## WORK ORDER
The entries below hold a line with "async fn relays_venue_messages()" and a line with "let reply = relay.relay(message(None)).await;". Return those lines and all that lie between them, exactly and only.

[INFORMATION GIVEN — start]

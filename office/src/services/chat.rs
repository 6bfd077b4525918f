//! Public inquiry chat relay.
//!
//! Venues talk to the booking agent through this service. The relay never
//! fails: when the agent is unreachable the venue gets an apology that points
//! at the band's direct contacts.

use crate::config::BandConfig;
use crate::metrics;
use backline_agent::{ChatAgent, ChatReply, ChatRequest};
use serde::{Deserialize, Serialize};
use std::sync::Arc;

/// A message typed into the public chat.
#[derive(Clone, Debug, PartialEq, Eq, Serialize, Deserialize)]
pub struct VenueMessage {
    /// Message text
    pub message: String,
    /// Conversation to continue
    #[serde(default)]
    pub conversation_id: Option<String>,
    /// Sender name
    pub sender_name: String,
    /// Sender email
    pub sender_email: String,
    /// Venue the sender represents
    #[serde(default)]
    pub venue_name: Option<String>,
}

/// Forwards venue messages to the chat agent.
#[derive(Clone)]
pub struct ChatRelay {
    agent: Arc<dyn ChatAgent>,
    band: BandConfig,
}

impl ChatRelay {
    /// Creates a new `ChatRelay`
    #[must_use]
    pub fn new(agent: Arc<dyn ChatAgent>, band: BandConfig) -> Self {
        Self { agent, band }
    }

    /// Apology shown when the agent cannot answer.
    #[must_use]
    pub fn fallback_message(&self) -> String {
        format!(
            "Sorry, I'm having trouble connecting right now. Please email us directly at {} or contact our booking manager {}",
            self.band.contact_email, self.band.booking_manager
        )
    }

    /// Relay one message and return the agent's answer, or the fallback.
    #[tracing::instrument(skip(self, message), fields(conversation_id = ?message.conversation_id))]
    pub async fn relay(&self, message: VenueMessage) -> ChatReply {
        let conversation_id = message.conversation_id.clone();
        let request = ChatRequest::from_venue(message.message, message.sender_name, message.sender_email)
            .in_conversation(message.conversation_id)
            .with_venue(message.venue_name);

        match self.agent.send(request).await {
            Ok(reply) => reply,
            Err(error) => {
                metrics::record_agent_fallback("relay");
                tracing::warn!(%error, "Chat agent unavailable, sending fallback");
                ChatReply {
                    conversation_id,
                    response: self.fallback_message(),
                }
            },
        }
    }
}

#[cfg(test)]
mod tests {
    use super::*;
    use backline_agent::mocks::ScriptedAgent;
    use backline_agent::{AgentError, SenderType};

    fn message(conversation_id: Option<&str>) -> VenueMessage {
        VenueMessage {
            message: "Are you free June 1?".into(),
            conversation_id: conversation_id.map(str::to_string),
            sender_name: "Sam".into(),
            sender_email: "sam@hall.org".into(),
            venue_name: Some("The Hall".into()),
        }
    }

    #[tokio::test]
    async fn relays_venue_messages() {
        let agent = ScriptedAgent::new().reply(Some("c-1"), "We are!");
        let relay = ChatRelay::new(Arc::new(agent.clone()), BandConfig::default());

        let reply = relay.relay(message(None)).await;
        assert_eq!(reply.conversation_id.as_deref(), Some("c-1"));
        assert_eq!(reply.response, "We are!");

        let sent = &agent.requests()[0];
        assert_eq!(sent.sender_type, Some(SenderType::Venue));
        assert_eq!(sent.venue_name.as_deref(), Some("The Hall"));
        assert_eq!(sent.conversation_id, None);
    }

    #[tokio::test]
    async fn agent_failure_becomes_the_fallback() {
        let agent = ScriptedAgent::new().fail(AgentError::ApiError {
            status: 503,
            message: "down".into(),
        });
        let band = BandConfig {
            name: "The Band".into(),
            contact_email: "hi@band.com".into(),
            booking_manager: "Kim at kim@band.com".into(),
        };
        let relay = ChatRelay::new(Arc::new(agent), band);

        let reply = relay.relay(message(Some("c-9"))).await;
        assert_eq!(reply.conversation_id.as_deref(), Some("c-9"));
        assert_eq!(
            reply.response,
            "Sorry, I'm having trouble connecting right now. Please email us directly at hi@band.com or contact our booking manager Kim at kim@band.com"
        );
    }
}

[INFORMATION GIVEN — finish]

## SOLUTION TO THE EXERCISE
    async fn relays_venue_messages() {
        let agent = ScriptedAgent::new().reply(Some("c-1"), "We are!");
        let relay = ChatRelay::new(Arc::new(agent.clone()), BandConfig::default());

        let reply = relay.relay(message(None)).await;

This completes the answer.